Return all the records, each one exactly as given.

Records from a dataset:
————
/// Database migrations and schema management.
use anyhow::Result;
use rusqlite::Connection;

/// Creates the schema if it doesn't exist yet.
pub fn run_migrations(conn: &Connection) -> Result<()> {
    conn.execute_batch(
        "
        CREATE TABLE IF NOT EXISTS settings (
            key         TEXT    PRIMARY KEY,
            value       TEXT    NOT NULL
        );
        ",
    )?;
    migrate_settings_add_updated_at(conn)?;
    Ok(())
}

fn migrate_settings_add_updated_at(conn: &Connection) -> Result<()> {
    let mut stmt = conn.prepare("PRAGMA table_info(settings)")?;
    let rows = stmt.query_map([], |row| {
        let name: String = row.get(1)?;
        Ok(name)
    })?;
    for row in rows {
        if row? == "updated_at" {
            return Ok(());
        }
    }

    conn.execute("ALTER TABLE settings ADD COLUMN updated_at TEXT", [])?;
    Ok(())
}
————
ANSWER TO THE EXERCISE:
/// Database migrations and schema management.
use anyhow::Result;
use rusqlite::Connection;

/// Creates the schema if it doesn't exist yet.
pub fn run_migrations(conn: &Connection) -> Result<()> {
    conn.execute_batch(
        "
        CREATE TABLE IF NOT EXISTS settings (
            key         TEXT    PRIMARY KEY,
            value       TEXT    NOT NULL
        );
        ",
    )?;
    migrate_settings_add_updated_at(conn)?;
    Ok(())
}

fn migrate_settings_add_updated_at(conn: &Connection) -> Result<()> {
    let mut stmt = conn.prepare("PRAGMA table_info(settings)")?;
    let rows = stmt.query_map([], |row| {
        let name: String = row.get(1)?;
        Ok(name)
    })?;
    for row in rows {
        if row? == "updated_at" {
            return Ok(());
        }
    }

    conn.execute("ALTER TABLE settings ADD COLUMN updated_at TEXT", [])?;
    Ok(())
}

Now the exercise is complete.